### [Required work]
Retype every line below precisely as it appears.
::: Given entries :::
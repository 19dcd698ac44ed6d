use crate::camera::NokhwaWebcam;
use crate::command::{CommandParseError, UserCommand};
use crate::config::{config_path, load_config_from, save_config_to, Config};
use crate::controller::SessionController;
use crate::error::StyleMateError;
use crate::event::Event;
use crate::frame::collect_images;
use crate::onnx::OnnxProvider;
use crate::recommendation::browse;
use crate::schedule::Schedule;
use crate::session::{InputSource, ModelSlot, RunState};
use crate::view::{AdvisoryKind, RecommendationPanel};
use clap::{Parser, Subcommand};
use std::io::BufRead;
use std::path::PathBuf;
use std::sync::Arc;
use std::time::Duration;
use tracing::{error, info};
use tracing_subscriber::EnvFilter;

const LOAD_TIMEOUT: Duration = Duration::from_secs(120);
const FRAME_TIMEOUT: Duration = Duration::from_secs(30);

#[derive(Parser)]
#[command(
    name = "stylemate",
    version,
    about = "Face shape and personal tone style advisor"
)]
pub struct Cli {
    /// Configuration file (defaults to $STYLEMATE_CONFIG_PATH or stylemate.json)
    #[arg(short, long, global = true)]
    pub config: Option<PathBuf>,
    #[command(subcommand)]
    pub command: Commands,
}

#[derive(Subcommand)]
pub enum Commands {
    /// Classify an image, or every image in a directory
    Classify {
        path: PathBuf,
        #[arg(short, long, value_enum, default_value = "face-shape")]
        model: ModelSlot,
    },
    /// Run the webcam analysis loop
    Live {
        #[arg(short, long, value_enum, default_value = "face-shape")]
        model: ModelSlot,
        /// Stop after this many rendered results
        #[arg(short, long, default_value_t = 30)]
        frames: u64,
    },
    /// Interactive session driven by commands on stdin
    Session,
    /// Print the guide entry for a label
    Guide {
        label: String,
        #[arg(short, long, value_enum, default_value = "face-shape")]
        model: ModelSlot,
    },
    /// Manage the configuration file
    Config {
        #[command(subcommand)]
        action: ConfigSubcommand,
    },
}

#[derive(Subcommand)]
pub enum ConfigSubcommand {
    /// Write the default configuration
    Init {
        /// Overwrite an existing file
        #[arg(long)]
        force: bool,
    },
    /// Print the effective configuration
    Show,
}

#[derive(Debug, thiserror::Error)]
pub enum CliError {
    #[error(transparent)]
    Session(#[from] StyleMateError),
    #[error("{0}")]
    Advisory(String),
    #[error("timed out waiting for the inference worker")]
    Timeout,
    #[error("{0} already exists, pass --force to overwrite")]
    ConfigExists(PathBuf),
    #[error("failed to encode config: {0}")]
    Encode(#[from] serde_json::Error),
    #[error("failed to write {path}: {source}")]
    Io {
        path: PathBuf,
        source: std::io::Error,
    },
}

pub fn init_tracing() {
    let filter =
        EnvFilter::try_from_env("STYLEMATE_LOG").unwrap_or_else(|_| EnvFilter::new("info"));
    let _ = tracing_subscriber::fmt()
        .with_env_filter(filter)
        .with_writer(std::io::stderr)
        .try_init();
}

pub fn run_cli() {
    init_tracing();
    let cli = Cli::parse();
    if let Err(e) = execute(cli) {
        error!("{e}");
        std::process::exit(1);
    }
}

pub fn execute(cli: Cli) -> Result<(), CliError> {
    let path = cli.config.unwrap_or_else(config_path);
    let config = load_config_from(&path);
    match cli.command {
        Commands::Classify { path, model } => classify(config, path, model),
        Commands::Live { model, frames } => live(config, model, frames),
        Commands::Session => session(config),
        Commands::Guide { label, model } => {
            let panel = RecommendationPanel::Guide {
                entry: browse(model, &label),
                label,
            };
            println!("{panel}");
            Ok(())
        }
        Commands::Config { action } => match action {
            ConfigSubcommand::Init { force } => init_config(path, force),
            ConfigSubcommand::Show => {
                println!("{}", serde_json::to_string_pretty(&config)?);
                Ok(())
            }
        },
    }
}

fn controller(config: Config) -> SessionController {
    let webcam = NokhwaWebcam::new(config.webcam.index);
    SessionController::new(config, Arc::new(OnnxProvider), Box::new(webcam))
}

/// Fails with the rendered advisory if model loading did not succeed.
fn load_model(ctl: &mut SessionController, model: ModelSlot) -> Result<(), CliError> {
    ctl.select_model_slot(model)?;
    if !ctl.settle(LOAD_TIMEOUT) {
        return Err(CliError::Timeout);
    }
    if ctl.session().active_slot() != Some(model) {
        let message = ctl
            .view()
            .advisory()
            .map(|a| a.message.clone())
            .unwrap_or_else(|| format!("failed to load {model} model"));
        return Err(CliError::Advisory(message));
    }
    Ok(())
}

fn classify(config: Config, path: PathBuf, model: ModelSlot) -> Result<(), CliError> {
    let images = collect_images(&path);
    if images.is_empty() {
        return Err(StyleMateError::NoFrameAvailable.into());
    }
    let mut ctl = controller(config).with_schedule(Schedule::Manual);
    ctl.select_input_source(InputSource::Upload);
    load_model(&mut ctl, model)?;
    for image in images {
        if let Err(e) = ctl.upload_image(&image) {
            error!("{e}");
            continue;
        }
        ctl.process_upload()?;
        if !ctl.settle(FRAME_TIMEOUT) {
            return Err(CliError::Timeout);
        }
        println!("== {}", image.display());
        println!("{}\n", ctl.view());
    }
    Ok(())
}

fn live(config: Config, model: ModelSlot, frames: u64) -> Result<(), CliError> {
    let mut ctl = controller(config);
    ctl.select_input_source(InputSource::Webcam);
    load_model(&mut ctl, model)?;
    ctl.start_or_resume()?;
    let target = ctl.rendered_results() + frames;
    let mut seen = ctl.view().revision();
    while ctl.rendered_results() < target {
        let Some(event) = ctl.next_event(Some(FRAME_TIMEOUT)) else {
            return Err(CliError::Timeout);
        };
        ctl.handle(event);
        if let Some(advisory) = ctl.view().advisory() {
            if matches!(
                advisory.kind,
                AdvisoryKind::InferenceFailure | AdvisoryKind::FrameSourceAcquisitionFailure
            ) {
                return Err(CliError::Advisory(advisory.message.clone()));
            }
        }
        if ctl.view().revision() != seen {
            seen = ctl.view().revision();
            println!("{}\n", ctl.view());
        }
    }
    if ctl.session().run_state() == RunState::Running {
        ctl.start_or_resume()?;
    }
    info!(results = ctl.rendered_results(), "live analysis finished");
    Ok(())
}

const SESSION_HELP: &str = "commands: source <webcam|upload>, model <face-shape|personal-tone>, \
start, open <path>, process, guide <label>, show, quit";

fn session(config: Config) -> Result<(), CliError> {
    let mut ctl = controller(config);
    let events = ctl.events();
    std::thread::spawn(move || {
        for line in std::io::stdin().lock().lines() {
            let Ok(line) = line else { break };
            match line.parse::<UserCommand>() {
                Ok(command) => {
                    let quit = command == UserCommand::Quit;
                    if events.send(Event::User(command)).is_err() || quit {
                        return;
                    }
                }
                Err(CommandParseError::Empty) => {}
                Err(e) => error!("{e}; {SESSION_HELP}"),
            }
        }
        let _ = events.send(Event::Shutdown);
    });
    println!("{SESSION_HELP}");
    ctl.run(|c| {
        let session = c.session();
        let slot = session
            .active_slot()
            .map(ModelSlot::display_name)
            .unwrap_or("no model");
        println!(
            "[{} | {} | {}]",
            session.input_source(),
            slot,
            session.run_state()
        );
        println!("{}\n", c.view());
    });
    Ok(())
}

fn init_config(path: PathBuf, force: bool) -> Result<(), CliError> {
    if path.exists() && !force {
        return Err(CliError::ConfigExists(path));
    }
    save_config_to(&path, &Config::default()).map_err(|source| CliError::Io {
        path: path.clone(),
        source,
    })?;
    info!(path = %path.display(), "config written");
    Ok(())
}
:::
### [Output of the task]
repository 19dcd698ac44ed6d
use crate::camera::NokhwaWebcam;
use crate::command::{CommandParseError, UserCommand};
use crate::config::{config_path, load_config_from, save_config_to, Config};
use crate::controller::SessionController;
use crate::error::StyleMateError;
use crate::event::Event;
use crate::frame::collect_images;
use crate::onnx::OnnxProvider;
use crate::recommendation::browse;
use crate::schedule::Schedule;
use crate::session::{InputSource, ModelSlot, RunState};
use crate::view::{AdvisoryKind, RecommendationPanel};
use clap::{Parser, Subcommand};
use std::io::BufRead;
use std::path::PathBuf;
use std::sync::Arc;
use std::time::Duration;
use tracing::{error, info};
use tracing_subscriber::EnvFilter;

const LOAD_TIMEOUT: Duration = Duration::from_secs(120);
const FRAME_TIMEOUT: Duration = Duration::from_secs(30);

#[derive(Parser)]
#[command(
    name = "stylemate",
    version,
    about = "Face shape and personal tone style advisor"
)]
pub struct Cli {
    /// Configuration file (defaults to $STYLEMATE_CONFIG_PATH or stylemate.json)
    #[arg(short, long, global = true)]
    pub config: Option<PathBuf>,
    #[command(subcommand)]
    pub command: Commands,
}

#[derive(Subcommand)]
pub enum Commands {
    /// Classify an image, or every image in a directory
    Classify {
        path: PathBuf,
        #[arg(short, long, value_enum, default_value = "face-shape")]
        model: ModelSlot,
    },
    /// Run the webcam analysis loop
    Live {
        #[arg(short, long, value_enum, default_value = "face-shape")]
        model: ModelSlot,
        /// Stop after this many rendered results
        #[arg(short, long, default_value_t = 30)]
        frames: u64,
    },
    /// Interactive session driven by commands on stdin
    Session,
    /// Print the guide entry for a label
    Guide {
        label: String,
        #[arg(short, long, value_enum, default_value = "face-shape")]
        model: ModelSlot,
    },
    /// Manage the configuration file
    Config {
        #[command(subcommand)]
        action: ConfigSubcommand,
    },
}

#[derive(Subcommand)]
pub enum ConfigSubcommand {
    /// Write the default configuration
    Init {
        /// Overwrite an existing file
        #[arg(long)]
        force: bool,
    },
    /// Print the effective configuration
    Show,
}

#[derive(Debug, thiserror::Error)]
pub enum CliError {
    #[error(transparent)]
    Session(#[from] StyleMateError),
    #[error("{0}")]
    Advisory(String),
    #[error("timed out waiting for the inference worker")]
    Timeout,
    #[error("{0} already exists, pass --force to overwrite")]
    ConfigExists(PathBuf),
    #[error("failed to encode config: {0}")]
    Encode(#[from] serde_json::Error),
    #[error("failed to write {path}: {source}")]
    Io {
        path: PathBuf,
        source: std::io::Error,
    },
}

pub fn init_tracing() {
    let filter =
        EnvFilter::try_from_env("STYLEMATE_LOG").unwrap_or_else(|_| EnvFilter::new("info"));
    let _ = tracing_subscriber::fmt()
        .with_env_filter(filter)
        .with_writer(std::io::stderr)
        .try_init();
}

pub fn run_cli() {
    init_tracing();
    let cli = Cli::parse();
    if let Err(e) = execute(cli) {
        error!("{e}");
        std::process::exit(1);
    }
}

pub fn execute(cli: Cli) -> Result<(), CliError> {
    let path = cli.config.unwrap_or_else(config_path);
    let config = load_config_from(&path);
    match cli.command {
        Commands::Classify { path, model } => classify(config, path, model),
        Commands::Live { model, frames } => live(config, model, frames),
        Commands::Session => session(config),
        Commands::Guide { label, model } => {
            let panel = RecommendationPanel::Guide {
                entry: browse(model, &label),
                label,
            };
            println!("{panel}");
            Ok(())
        }
        Commands::Config { action } => match action {
            ConfigSubcommand::Init { force } => init_config(path, force),
            ConfigSubcommand::Show => {
                println!("{}", serde_json::to_string_pretty(&config)?);
                Ok(())
            }
        },
    }
}

fn controller(config: Config) -> SessionController {
    let webcam = NokhwaWebcam::new(config.webcam.index);
    SessionController::new(config, Arc::new(OnnxProvider), Box::new(webcam))
}

/// Fails with the rendered advisory if model loading did not succeed.
fn load_model(ctl: &mut SessionController, model: ModelSlot) -> Result<(), CliError> {
    ctl.select_model_slot(model)?;
    if !ctl.settle(LOAD_TIMEOUT) {
        return Err(CliError::Timeout);
    }
    if ctl.session().active_slot() != Some(model) {
        let message = ctl
            .view()
            .advisory()
            .map(|a| a.message.clone())
            .unwrap_or_else(|| format!("failed to load {model} model"));
        return Err(CliError::Advisory(message));
    }
    Ok(())
}

fn classify(config: Config, path: PathBuf, model: ModelSlot) -> Result<(), CliError> {
    let images = collect_images(&path);
    if images.is_empty() {
        return Err(StyleMateError::NoFrameAvailable.into());
    }
    let mut ctl = controller(config).with_schedule(Schedule::Manual);
    ctl.select_input_source(InputSource::Upload);
    load_model(&mut ctl, model)?;
    for image in images {
        if let Err(e) = ctl.upload_image(&image) {
            error!("{e}");
            continue;
        }
        ctl.process_upload()?;
        if !ctl.settle(FRAME_TIMEOUT) {
            return Err(CliError::Timeout);
        }
        println!("== {}", image.display());
        println!("{}\n", ctl.view());
    }
    Ok(())
}

fn live(config: Config, model: ModelSlot, frames: u64) -> Result<(), CliError> {
    let mut ctl = controller(config);
    ctl.select_input_source(InputSource::Webcam);
    load_model(&mut ctl, model)?;
    ctl.start_or_resume()?;
    let target = ctl.rendered_results() + frames;
    let mut seen = ctl.view().revision();
    while ctl.rendered_results() < target {
        let Some(event) = ctl.next_event(Some(FRAME_TIMEOUT)) else {
            return Err(CliError::Timeout);
        };
        ctl.handle(event);
        if let Some(advisory) = ctl.view().advisory() {
            if matches!(
                advisory.kind,
                AdvisoryKind::InferenceFailure | AdvisoryKind::FrameSourceAcquisitionFailure
            ) {
                return Err(CliError::Advisory(advisory.message.clone()));
            }
        }
        if ctl.view().revision() != seen {
            seen = ctl.view().revision();
            println!("{}\n", ctl.view());
        }
    }
    if ctl.session().run_state() == RunState::Running {
        ctl.start_or_resume()?;
    }
    info!(results = ctl.rendered_results(), "live analysis finished");
    Ok(())
}

const SESSION_HELP: &str = "commands: source <webcam|upload>, model <face-shape|personal-tone>, \
start, open <path>, process, guide <label>, show, quit";

fn session(config: Config) -> Result<(), CliError> {
    let mut ctl = controller(config);
    let events = ctl.events();
    std::thread::spawn(move || {
        for line in std::io::stdin().lock().lines() {
            let Ok(line) = line else { break };
            match line.parse::<UserCommand>() {
                Ok(command) => {
                    let quit = command == UserCommand::Quit;
                    if events.send(Event::User(command)).is_err() || quit {
                        return;
                    }
                }
                Err(CommandParseError::Empty) => {}
                Err(e) => error!("{e}; {SESSION_HELP}"),
            }
        }
        let _ = events.send(Event::Shutdown);
    });
    println!("{SESSION_HELP}");
    ctl.run(|c| {
        let session = c.session();
        let slot = session
            .active_slot()
            .map(ModelSlot::display_name)
            .unwrap_or("no model");
        println!(
            "[{} | {} | {}]",
            session.input_source(),
            slot,
            session.run_state()
        );
        println!("{}\n", c.view());
    });
    Ok(())
}

fn init_config(path: PathBuf, force: bool) -> Result<(), CliError> {
    if path.exists() && !force {
        return Err(CliError::ConfigExists(path));
    }
    save_config_to(&path, &Config::default()).map_err(|source| CliError::Io {
        path: path.clone(),
        source,
    })?;
    info!(path = %path.display(), "config written");
    Ok(())
}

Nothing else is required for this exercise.